## PROBLEM TO SOLVE
Check every line of the entries for "conexiones", and copy the lines that hold it.

## STORED DATA
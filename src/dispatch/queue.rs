//! # Cola de Trabajo
//! src/dispatch/queue.rs
//!
//! Implementa la cola FIFO thread-safe entre el dispatcher y los workers.
//! Es la traducción idiomática del patrón mutex + condition variable:
//! `Mutex<VecDeque>` más dos `Condvar` (no-vacía para consumidores,
//! no-llena para productores bajo la política Block).
//!
//! Invariantes:
//! - pop es exclusivo: un item es visible para exactamente un worker
//! - FIFO: el orden de servicio respeta el orden de encolado
//! - shutdown despierta a todos los bloqueados; los items ya encolados se
//!   drenan antes de que los workers observen `None`

use crate::config::QueuePolicy;
use crate::dispatch::types::WorkItem;
use std::collections::VecDeque;
use std::sync::{Arc, Condvar, Mutex};

/// Error al encolar un item
///
/// Devuelve el item para que el dispatcher pueda responder sobre su
/// conexión (el request nunca se descarta en silencio).
pub enum PushError {
    /// La cola está llena (política Reject)
    Full(WorkItem),
    /// La cola fue apagada
    Shutdown(WorkItem),
}

impl PushError {
    /// Recupera el item rechazado
    pub fn into_item(self) -> WorkItem {
        match self {
            PushError::Full(item) | PushError::Shutdown(item) => item,
        }
    }
}

impl std::fmt::Debug for PushError {
    fn fmt(&self, f: &mut std::fmt::Formatter<'_>) -> std::fmt::Result {
        match self {
            PushError::Full(item) => write!(f, "PushError::Full({:?})", item),
            PushError::Shutdown(item) => write!(f, "PushError::Shutdown({:?})", item),
        }
    }
}

impl std::fmt::Display for PushError {
    fn fmt(&self, f: &mut std::fmt::Formatter<'_>) -> std::fmt::Result {
        match self {
            PushError::Full(_) => write!(f, "work queue is full"),
            PushError::Shutdown(_) => write!(f, "work queue is shut down"),
        }
    }
}

/// Estado interno protegido por el mutex
struct QueueState {
    items: VecDeque<WorkItem>,
    shutdown: bool,
}

/// Cola FIFO thread-safe con capacidad acotada
pub struct WorkQueue {
    state: Arc<Mutex<QueueState>>,

    /// Despierta consumidores cuando llega un item
    not_empty: Arc<Condvar>,

    /// Despierta productores cuando se libera espacio (política Block)
    not_full: Arc<Condvar>,

    /// Capacidad máxima de la cola
    capacity: usize,

    /// Política cuando la cola está llena
    policy: QueuePolicy,
}

impl WorkQueue {
    /// Crea una nueva cola con capacidad y política de desborde
    pub fn new(capacity: usize, policy: QueuePolicy) -> Self {
        Self {
            state: Arc::new(Mutex::new(QueueState {
                items: VecDeque::with_capacity(capacity.min(1024)),
                shutdown: false,
            })),
            not_empty: Arc::new(Condvar::new()),
            not_full: Arc::new(Condvar::new()),
            capacity,
            policy,
        }
    }

    /// Encola un item al final de la cola
    ///
    /// Con política `Reject` retorna `Err(PushError::Full)` si no hay
    /// espacio; con política `Block` espera hasta que lo haya. En ambos
    /// casos despierta al menos un consumidor bloqueado.
    pub fn push(&self, item: WorkItem) -> Result<(), PushError> {
        let mut state = self.state.lock().unwrap();

        if state.shutdown {
            return Err(PushError::Shutdown(item));
        }

        while state.items.len() >= self.capacity {
            match self.policy {
                QueuePolicy::Reject => return Err(PushError::Full(item)),
                QueuePolicy::Block => {
                    state = self.not_full.wait(state).unwrap();
                    if state.shutdown {
                        return Err(PushError::Shutdown(item));
                    }
                }
            }
        }

        state.items.push_back(item);
        self.not_empty.notify_one();

        Ok(())
    }

    /// Desencola el item más antiguo
    ///
    /// Bloquea hasta que haya un item disponible. Retorna `None` solo
    /// cuando la cola fue apagada y ya no quedan items por drenar.
    pub fn pop(&self) -> Option<WorkItem> {
        let mut state = self.state.lock().unwrap();

        loop {
            if let Some(item) = state.items.pop_front() {
                self.not_full.notify_one();
                return Some(item);
            }

            if state.shutdown {
                return None;
            }

            state = self.not_empty.wait(state).unwrap();
        }
    }

    /// Apaga la cola: despierta a todos los bloqueados
    ///
    /// Idempotente. Los items ya encolados siguen siendo drenables.
    pub fn shutdown(&self) {
        let mut state = self.state.lock().unwrap();
        state.shutdown = true;
        self.not_empty.notify_all();
        self.not_full.notify_all();
    }

    /// Verifica si la cola fue apagada
    pub fn is_shutdown(&self) -> bool {
        self.state.lock().unwrap().shutdown
    }

    /// Retorna el tamaño actual de la cola (advisory)
    pub fn len(&self) -> usize {
        self.state.lock().unwrap().items.len()
    }

    /// Verifica si la cola está vacía (advisory)
    pub fn is_empty(&self) -> bool {
        self.len() == 0
    }

    /// Retorna la capacidad máxima
    pub fn capacity(&self) -> usize {
        self.capacity
    }
}

impl Clone for WorkQueue {
    fn clone(&self) -> Self {
        Self {
            state: Arc::clone(&self.state),
            not_empty: Arc::clone(&self.not_empty),
            not_full: Arc::clone(&self.not_full),
            capacity: self.capacity,
            policy: self.policy,
        }
    }
}
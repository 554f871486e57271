//! # Capa de Escucha
//! src/server/mod.rs
//!
//! El servidor TCP: acepta conexiones, decodifica el request Getfile y
//! entrega cada request al dispatcher. Es dueño del socket de escucha y
//! del ciclo de vida de las conexiones.

pub mod request;
pub mod tcp;

pub use request::{parse_request, RequestError};
pub use tcp::Server;
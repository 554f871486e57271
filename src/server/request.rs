//! # Decodificación del Request
//! src/server/request.rs
//!
//! Parsea la línea de request del protocolo Getfile:
//!
//! ```text
//! GETFILE GET <path>\r\n\r\n
//! ```
//!
//! El path debe empezar con `/`. Cualquier desviación produce un error y
//! el cliente recibe un header ERROR.

use crate::protocol::{SCHEME, TERMINATOR};

/// Errores al decodificar un request entrante
#[derive(Debug, Clone, PartialEq, Eq)]
pub enum RequestError {
    /// No termina en `\r\n\r\n`
    MissingTerminator,
    /// No empieza con el marcador GETFILE
    BadScheme,
    /// El verbo no es GET
    BadVerb,
    /// Path ausente o que no empieza con `/`
    BadPath,
}

impl std::fmt::Display for RequestError {
    fn fmt(&self, f: &mut std::fmt::Formatter<'_>) -> std::fmt::Result {
        match self {
            RequestError::MissingTerminator => write!(f, "request missing terminator"),
            RequestError::BadScheme => write!(f, "request does not start with {}", SCHEME),
            RequestError::BadVerb => write!(f, "unsupported request verb"),
            RequestError::BadPath => write!(f, "missing or invalid path"),
        }
    }
}

impl std::error::Error for RequestError {}

/// Decodifica el request y retorna la clave de contenido pedida
pub fn parse_request(raw: &[u8]) -> Result<String, RequestError> {
    let text = String::from_utf8_lossy(raw);
    let end = text
        .find(TERMINATOR)
        .ok_or(RequestError::MissingTerminator)?;

    let line = &text[..end];
    let mut parts = line.split_ascii_whitespace();

    if parts.next() != Some(SCHEME) {
        return Err(RequestError::BadScheme);
    }

    if parts.next() != Some("GET") {
        return Err(RequestError::BadVerb);
    }

    let path = parts.next().ok_or(RequestError::BadPath)?;
    if !path.starts_with('/') || parts.next().is_some() {
        return Err(RequestError::BadPath);
    }

    Ok(path.to_string())
}
//! # Protocolo Getfile
//! src/protocol/mod.rs
//!
//! Implementa la capa de framing del protocolo Getfile: un header ASCII
//! `GETFILE <STATUS> <length>\r\n\r\n` seguido (solo en OK) de exactamente
//! `length` bytes de payload.
//!
//! El header siempre son los primeros bytes escritos para un request; el
//! payload se transmite en chunks por el worker que atiende el request.

pub mod framer;
pub mod header;
pub mod status;

pub use framer::{send_chunk, send_header, Connection};
pub use header::{Header, HeaderError};
pub use status::GfStatus;

/// Marcador del protocolo al inicio de cada request y response
pub const SCHEME: &str = "GETFILE";

/// Terminador del header y del request
pub const TERMINATOR: &str = "\r\n\r\n";
//! # Getfile Server
//! src/lib.rs
//!
//! Servidor de archivos Getfile concurrente implementado desde cero para
//! demostrar conceptos de sistemas operativos: concurrencia, sincronización,
//! productores/consumidores y manejo de recursos.
//!
//! ## Arquitectura
//!
//! El servidor está dividido en módulos especializados:
//! - `protocol`: Codificación del protocolo Getfile (header estado + longitud)
//! - `content`: Resolución de claves a archivos de contenido
//! - `dispatch`: Cola de trabajo, dispatcher y pool de workers
//! - `server`: Lógica del servidor TCP y decodificación de requests
//! - `metrics`: Recolección de métricas y observabilidad
//!
//! ## Ejemplo de uso
//!
//! ```ignore
//! use gf_server::server::Server;
//! use gf_server::config::Config;
//!
//! let config = Config::default();
//! let mut server = Server::new(config).expect("Error al iniciar servidor");
//! server.run().expect("Error fatal del servidor");
//! ```

pub mod config;
pub mod content;
pub mod dispatch;
pub mod metrics;
pub mod protocol;
pub mod server;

## TASK RESPONSE
//! El servidor TCP: acepta conexiones, decodifica el request Getfile y
//! del ciclo de vida de las conexiones.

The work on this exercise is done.